PROVIDED DATA:
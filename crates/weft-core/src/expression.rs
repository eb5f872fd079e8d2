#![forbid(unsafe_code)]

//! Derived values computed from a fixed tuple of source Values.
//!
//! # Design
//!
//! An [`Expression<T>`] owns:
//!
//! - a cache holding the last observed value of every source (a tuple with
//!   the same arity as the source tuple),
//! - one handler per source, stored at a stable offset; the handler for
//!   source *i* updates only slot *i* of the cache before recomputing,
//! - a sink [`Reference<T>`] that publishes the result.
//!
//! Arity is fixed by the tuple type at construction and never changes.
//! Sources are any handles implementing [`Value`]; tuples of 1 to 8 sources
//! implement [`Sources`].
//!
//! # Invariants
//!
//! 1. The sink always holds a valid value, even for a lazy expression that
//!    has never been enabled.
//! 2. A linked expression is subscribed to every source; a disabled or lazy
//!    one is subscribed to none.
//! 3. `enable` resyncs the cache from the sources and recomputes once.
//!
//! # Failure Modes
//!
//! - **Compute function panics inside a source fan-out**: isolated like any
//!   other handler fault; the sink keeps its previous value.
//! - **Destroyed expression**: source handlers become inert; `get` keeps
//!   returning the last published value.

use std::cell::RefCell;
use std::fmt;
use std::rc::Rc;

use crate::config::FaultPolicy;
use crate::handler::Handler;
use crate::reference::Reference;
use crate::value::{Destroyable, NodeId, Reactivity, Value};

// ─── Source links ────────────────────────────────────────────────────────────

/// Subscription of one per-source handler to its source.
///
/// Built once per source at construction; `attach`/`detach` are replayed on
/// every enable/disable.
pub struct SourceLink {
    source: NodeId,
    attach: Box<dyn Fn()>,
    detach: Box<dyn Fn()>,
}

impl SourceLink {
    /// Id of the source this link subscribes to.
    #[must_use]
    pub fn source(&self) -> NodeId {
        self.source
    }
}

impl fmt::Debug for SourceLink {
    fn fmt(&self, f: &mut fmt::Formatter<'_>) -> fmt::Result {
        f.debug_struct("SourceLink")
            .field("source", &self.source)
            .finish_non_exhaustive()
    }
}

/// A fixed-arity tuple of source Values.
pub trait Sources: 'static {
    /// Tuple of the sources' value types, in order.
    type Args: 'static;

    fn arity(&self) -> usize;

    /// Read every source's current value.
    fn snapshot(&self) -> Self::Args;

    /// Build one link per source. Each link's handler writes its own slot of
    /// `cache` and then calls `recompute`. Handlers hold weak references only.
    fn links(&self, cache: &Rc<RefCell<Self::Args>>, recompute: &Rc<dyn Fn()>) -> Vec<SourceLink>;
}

EXERCISE DIRECTIONS:
The entries above must be returned exactly.

SOLUTION FOR THIS PROBLEM:
filename crates/weft-core/src/expression.rs
repository eb5f872fd079e8d2
#![forbid(unsafe_code)]

//! Derived values computed from a fixed tuple of source Values.
//!
//! # Design
//!
//! An [`Expression<T>`] owns:
//!
//! - a cache holding the last observed value of every source (a tuple with
//!   the same arity as the source tuple),
//! - one handler per source, stored at a stable offset; the handler for
//!   source *i* updates only slot *i* of the cache before recomputing,
//! - a sink [`Reference<T>`] that publishes the result.
//!
//! Arity is fixed by the tuple type at construction and never changes.
//! Sources are any handles implementing [`Value`]; tuples of 1 to 8 sources
//! implement [`Sources`].
//!
//! # Invariants
//!
//! 1. The sink always holds a valid value, even for a lazy expression that
//!    has never been enabled.
//! 2. A linked expression is subscribed to every source; a disabled or lazy
//!    one is subscribed to none.
//! 3. `enable` resyncs the cache from the sources and recomputes once.
//!
//! # Failure Modes
//!
//! - **Compute function panics inside a source fan-out**: isolated like any
//!   other handler fault; the sink keeps its previous value.
//! - **Destroyed expression**: source handlers become inert; `get` keeps
//!   returning the last published value.

use std::cell::RefCell;
use std::fmt;
use std::rc::Rc;

use crate::config::FaultPolicy;
use crate::handler::Handler;
use crate::reference::Reference;
use crate::value::{Destroyable, NodeId, Reactivity, Value};

// ─── Source links ────────────────────────────────────────────────────────────

/// Subscription of one per-source handler to its source.
///
/// Built once per source at construction; `attach`/`detach` are replayed on
/// every enable/disable.
pub struct SourceLink {
    source: NodeId,
    attach: Box<dyn Fn()>,
    detach: Box<dyn Fn()>,
}

impl SourceLink {
    /// Id of the source this link subscribes to.
    #[must_use]
    pub fn source(&self) -> NodeId {
        self.source
    }
}

impl fmt::Debug for SourceLink {
    fn fmt(&self, f: &mut fmt::Formatter<'_>) -> fmt::Result {
        f.debug_struct("SourceLink")
            .field("source", &self.source)
            .finish_non_exhaustive()
    }
}

/// A fixed-arity tuple of source Values.
pub trait Sources: 'static {
    /// Tuple of the sources' value types, in order.
    type Args: 'static;

    fn arity(&self) -> usize;

    /// Read every source's current value.
    fn snapshot(&self) -> Self::Args;

    /// Build one link per source. Each link's handler writes its own slot of
    /// `cache` and then calls `recompute`. Handlers hold weak references only.
    fn links(&self, cache: &Rc<RefCell<Self::Args>>, recompute: &Rc<dyn Fn()>) -> Vec<SourceLink>;
}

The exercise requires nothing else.